#### Exercise data

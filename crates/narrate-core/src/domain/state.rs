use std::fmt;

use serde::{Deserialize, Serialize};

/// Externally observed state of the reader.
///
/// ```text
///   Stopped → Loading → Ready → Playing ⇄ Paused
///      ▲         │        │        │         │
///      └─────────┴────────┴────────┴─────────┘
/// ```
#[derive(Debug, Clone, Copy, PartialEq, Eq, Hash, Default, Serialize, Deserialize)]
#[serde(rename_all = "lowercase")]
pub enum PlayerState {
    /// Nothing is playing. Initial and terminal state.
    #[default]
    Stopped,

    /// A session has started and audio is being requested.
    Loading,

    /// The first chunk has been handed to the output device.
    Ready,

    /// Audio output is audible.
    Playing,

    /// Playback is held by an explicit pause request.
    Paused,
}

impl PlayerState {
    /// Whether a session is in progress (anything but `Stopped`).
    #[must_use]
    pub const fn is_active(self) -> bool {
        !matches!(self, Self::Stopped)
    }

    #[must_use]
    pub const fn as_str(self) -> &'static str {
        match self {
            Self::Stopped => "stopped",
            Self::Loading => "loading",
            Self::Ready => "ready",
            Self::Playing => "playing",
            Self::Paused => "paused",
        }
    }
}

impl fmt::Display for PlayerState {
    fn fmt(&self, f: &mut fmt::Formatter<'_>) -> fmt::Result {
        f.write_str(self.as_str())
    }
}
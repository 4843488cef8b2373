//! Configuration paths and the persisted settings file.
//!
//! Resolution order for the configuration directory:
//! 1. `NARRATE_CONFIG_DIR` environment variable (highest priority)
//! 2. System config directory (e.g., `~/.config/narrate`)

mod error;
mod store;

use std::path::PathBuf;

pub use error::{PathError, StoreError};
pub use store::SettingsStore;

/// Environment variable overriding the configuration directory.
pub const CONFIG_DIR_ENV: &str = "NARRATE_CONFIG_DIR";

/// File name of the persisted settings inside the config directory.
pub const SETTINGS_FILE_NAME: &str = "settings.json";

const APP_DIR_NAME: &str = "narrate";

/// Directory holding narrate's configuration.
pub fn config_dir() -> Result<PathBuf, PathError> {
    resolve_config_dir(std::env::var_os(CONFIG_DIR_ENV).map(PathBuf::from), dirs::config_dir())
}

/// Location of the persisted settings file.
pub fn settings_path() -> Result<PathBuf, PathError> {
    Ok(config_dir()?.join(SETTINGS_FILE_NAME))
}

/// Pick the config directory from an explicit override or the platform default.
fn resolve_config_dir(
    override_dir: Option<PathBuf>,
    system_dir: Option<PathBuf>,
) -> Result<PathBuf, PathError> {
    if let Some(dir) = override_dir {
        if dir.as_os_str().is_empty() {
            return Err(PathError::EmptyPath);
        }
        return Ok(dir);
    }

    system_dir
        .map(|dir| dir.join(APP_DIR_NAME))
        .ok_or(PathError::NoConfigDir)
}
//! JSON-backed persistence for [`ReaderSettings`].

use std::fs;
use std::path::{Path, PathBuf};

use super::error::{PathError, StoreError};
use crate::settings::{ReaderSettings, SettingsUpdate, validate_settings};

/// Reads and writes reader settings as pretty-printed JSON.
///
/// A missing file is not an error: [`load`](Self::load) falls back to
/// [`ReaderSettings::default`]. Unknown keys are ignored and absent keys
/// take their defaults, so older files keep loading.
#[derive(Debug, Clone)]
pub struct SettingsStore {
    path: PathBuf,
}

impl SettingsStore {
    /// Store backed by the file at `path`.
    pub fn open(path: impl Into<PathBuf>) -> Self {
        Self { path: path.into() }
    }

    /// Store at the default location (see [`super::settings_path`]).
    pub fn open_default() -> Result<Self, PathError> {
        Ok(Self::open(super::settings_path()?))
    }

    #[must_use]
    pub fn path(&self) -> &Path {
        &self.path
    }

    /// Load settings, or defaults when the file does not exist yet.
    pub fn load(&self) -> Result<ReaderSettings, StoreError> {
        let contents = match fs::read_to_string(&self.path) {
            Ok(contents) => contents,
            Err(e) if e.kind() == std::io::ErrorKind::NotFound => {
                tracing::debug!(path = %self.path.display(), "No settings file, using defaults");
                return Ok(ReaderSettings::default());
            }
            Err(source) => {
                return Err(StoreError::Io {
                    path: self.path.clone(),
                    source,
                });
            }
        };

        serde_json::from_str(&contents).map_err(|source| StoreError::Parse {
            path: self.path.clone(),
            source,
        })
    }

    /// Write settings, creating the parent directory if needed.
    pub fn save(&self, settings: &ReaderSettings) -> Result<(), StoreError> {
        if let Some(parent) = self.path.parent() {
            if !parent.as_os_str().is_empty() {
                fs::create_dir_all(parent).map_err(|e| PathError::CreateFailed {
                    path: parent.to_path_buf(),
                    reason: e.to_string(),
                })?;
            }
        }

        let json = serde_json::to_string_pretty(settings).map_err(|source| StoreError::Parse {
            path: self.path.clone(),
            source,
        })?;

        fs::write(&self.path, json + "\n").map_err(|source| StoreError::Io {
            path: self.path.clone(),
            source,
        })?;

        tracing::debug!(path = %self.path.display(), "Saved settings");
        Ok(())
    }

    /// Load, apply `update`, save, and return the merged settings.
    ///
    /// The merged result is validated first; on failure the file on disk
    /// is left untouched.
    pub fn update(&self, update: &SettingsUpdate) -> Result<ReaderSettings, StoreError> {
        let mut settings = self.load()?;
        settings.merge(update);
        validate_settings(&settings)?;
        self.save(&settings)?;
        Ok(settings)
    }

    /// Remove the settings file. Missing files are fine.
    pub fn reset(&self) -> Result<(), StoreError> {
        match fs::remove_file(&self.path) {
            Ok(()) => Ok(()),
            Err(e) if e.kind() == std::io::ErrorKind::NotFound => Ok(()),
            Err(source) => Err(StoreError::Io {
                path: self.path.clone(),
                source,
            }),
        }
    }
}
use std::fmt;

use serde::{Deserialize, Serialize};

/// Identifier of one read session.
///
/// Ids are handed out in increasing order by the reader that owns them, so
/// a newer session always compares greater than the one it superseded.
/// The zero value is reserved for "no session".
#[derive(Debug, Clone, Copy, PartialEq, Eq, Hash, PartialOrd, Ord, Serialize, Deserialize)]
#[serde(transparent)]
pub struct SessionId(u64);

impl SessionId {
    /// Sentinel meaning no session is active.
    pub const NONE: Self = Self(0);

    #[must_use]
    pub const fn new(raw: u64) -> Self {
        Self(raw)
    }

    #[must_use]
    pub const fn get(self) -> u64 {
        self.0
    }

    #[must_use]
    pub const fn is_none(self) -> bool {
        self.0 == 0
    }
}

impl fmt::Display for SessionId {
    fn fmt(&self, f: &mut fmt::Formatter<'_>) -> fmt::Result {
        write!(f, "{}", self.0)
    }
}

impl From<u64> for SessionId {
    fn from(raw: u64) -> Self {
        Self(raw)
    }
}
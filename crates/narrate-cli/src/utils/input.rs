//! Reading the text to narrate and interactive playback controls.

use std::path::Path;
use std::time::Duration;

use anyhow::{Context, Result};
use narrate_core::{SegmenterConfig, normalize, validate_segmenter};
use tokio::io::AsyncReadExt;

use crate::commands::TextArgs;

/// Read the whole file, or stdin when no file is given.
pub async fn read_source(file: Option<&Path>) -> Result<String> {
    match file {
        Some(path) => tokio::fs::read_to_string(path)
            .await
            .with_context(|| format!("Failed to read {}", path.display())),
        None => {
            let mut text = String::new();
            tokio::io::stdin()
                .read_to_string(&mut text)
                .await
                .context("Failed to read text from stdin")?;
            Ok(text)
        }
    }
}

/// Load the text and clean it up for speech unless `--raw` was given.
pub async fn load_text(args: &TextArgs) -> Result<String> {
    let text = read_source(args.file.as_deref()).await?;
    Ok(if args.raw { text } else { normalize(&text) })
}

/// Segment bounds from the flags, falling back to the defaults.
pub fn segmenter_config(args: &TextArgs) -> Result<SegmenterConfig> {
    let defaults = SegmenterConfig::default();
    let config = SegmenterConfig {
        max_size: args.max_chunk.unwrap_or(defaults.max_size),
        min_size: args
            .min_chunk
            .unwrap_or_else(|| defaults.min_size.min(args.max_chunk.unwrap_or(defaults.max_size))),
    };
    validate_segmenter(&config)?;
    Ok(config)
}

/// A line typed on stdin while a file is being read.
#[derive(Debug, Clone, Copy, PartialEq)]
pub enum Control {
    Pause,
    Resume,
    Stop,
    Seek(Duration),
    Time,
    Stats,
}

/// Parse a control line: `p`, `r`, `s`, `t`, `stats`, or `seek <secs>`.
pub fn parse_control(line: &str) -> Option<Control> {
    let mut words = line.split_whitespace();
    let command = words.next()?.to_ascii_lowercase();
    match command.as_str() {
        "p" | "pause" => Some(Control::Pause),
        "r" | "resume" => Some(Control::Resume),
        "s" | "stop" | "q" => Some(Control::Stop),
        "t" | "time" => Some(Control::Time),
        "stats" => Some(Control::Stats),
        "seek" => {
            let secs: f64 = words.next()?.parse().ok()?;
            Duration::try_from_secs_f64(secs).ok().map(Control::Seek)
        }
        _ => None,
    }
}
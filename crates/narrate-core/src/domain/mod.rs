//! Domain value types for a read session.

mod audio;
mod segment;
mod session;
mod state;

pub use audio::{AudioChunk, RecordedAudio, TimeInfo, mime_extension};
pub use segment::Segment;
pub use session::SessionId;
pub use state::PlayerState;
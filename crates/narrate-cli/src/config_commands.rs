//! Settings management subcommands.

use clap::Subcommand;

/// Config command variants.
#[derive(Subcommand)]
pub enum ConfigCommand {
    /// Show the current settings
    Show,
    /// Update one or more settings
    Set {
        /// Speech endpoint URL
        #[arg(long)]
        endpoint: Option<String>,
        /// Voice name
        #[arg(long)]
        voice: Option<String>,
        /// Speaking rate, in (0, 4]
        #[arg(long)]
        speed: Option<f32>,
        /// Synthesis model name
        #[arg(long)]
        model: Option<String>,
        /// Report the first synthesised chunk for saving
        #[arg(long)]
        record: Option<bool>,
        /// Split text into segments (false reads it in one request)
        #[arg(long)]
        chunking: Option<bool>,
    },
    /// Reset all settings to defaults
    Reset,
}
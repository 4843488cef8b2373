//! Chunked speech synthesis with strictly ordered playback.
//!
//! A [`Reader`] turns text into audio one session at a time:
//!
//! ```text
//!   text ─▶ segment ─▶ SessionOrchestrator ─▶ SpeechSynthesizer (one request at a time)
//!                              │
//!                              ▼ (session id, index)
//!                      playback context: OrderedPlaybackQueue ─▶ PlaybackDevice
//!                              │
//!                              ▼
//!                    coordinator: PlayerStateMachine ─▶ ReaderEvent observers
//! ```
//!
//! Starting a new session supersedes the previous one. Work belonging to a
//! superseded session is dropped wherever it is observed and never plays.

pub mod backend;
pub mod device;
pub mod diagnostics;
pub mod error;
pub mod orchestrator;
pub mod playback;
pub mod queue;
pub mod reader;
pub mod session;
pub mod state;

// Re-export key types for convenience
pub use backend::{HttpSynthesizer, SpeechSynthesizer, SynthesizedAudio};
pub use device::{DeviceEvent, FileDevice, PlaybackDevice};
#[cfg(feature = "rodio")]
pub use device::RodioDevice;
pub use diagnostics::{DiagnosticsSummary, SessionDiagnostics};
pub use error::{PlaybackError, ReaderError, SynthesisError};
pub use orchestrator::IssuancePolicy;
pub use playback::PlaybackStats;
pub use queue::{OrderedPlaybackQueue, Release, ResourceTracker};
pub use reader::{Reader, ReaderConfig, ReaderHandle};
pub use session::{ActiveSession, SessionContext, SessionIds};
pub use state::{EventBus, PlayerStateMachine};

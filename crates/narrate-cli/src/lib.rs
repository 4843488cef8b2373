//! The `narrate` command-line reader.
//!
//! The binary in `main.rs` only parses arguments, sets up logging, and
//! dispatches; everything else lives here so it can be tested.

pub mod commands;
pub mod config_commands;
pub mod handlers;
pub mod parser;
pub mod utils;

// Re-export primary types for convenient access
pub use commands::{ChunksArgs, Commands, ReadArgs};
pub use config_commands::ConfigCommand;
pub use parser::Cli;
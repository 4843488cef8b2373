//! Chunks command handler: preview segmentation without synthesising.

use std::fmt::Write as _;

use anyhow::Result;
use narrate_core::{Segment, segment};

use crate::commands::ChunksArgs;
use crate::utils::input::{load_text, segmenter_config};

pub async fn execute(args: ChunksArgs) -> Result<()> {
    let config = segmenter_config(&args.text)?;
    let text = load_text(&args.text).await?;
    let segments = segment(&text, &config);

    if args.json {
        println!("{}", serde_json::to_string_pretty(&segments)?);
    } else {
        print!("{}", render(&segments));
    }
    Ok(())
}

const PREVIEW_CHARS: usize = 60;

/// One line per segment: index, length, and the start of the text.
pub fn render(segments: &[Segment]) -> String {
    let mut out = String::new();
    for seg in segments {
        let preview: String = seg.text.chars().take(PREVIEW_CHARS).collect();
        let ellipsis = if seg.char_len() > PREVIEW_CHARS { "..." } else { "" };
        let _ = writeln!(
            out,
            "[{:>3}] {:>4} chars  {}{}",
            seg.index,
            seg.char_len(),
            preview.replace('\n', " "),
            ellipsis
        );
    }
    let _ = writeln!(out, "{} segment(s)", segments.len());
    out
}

########

* [Exercise prompt]: Find how many lines of the records hold the string "index", then give that number by itself.

* [Reply]: 3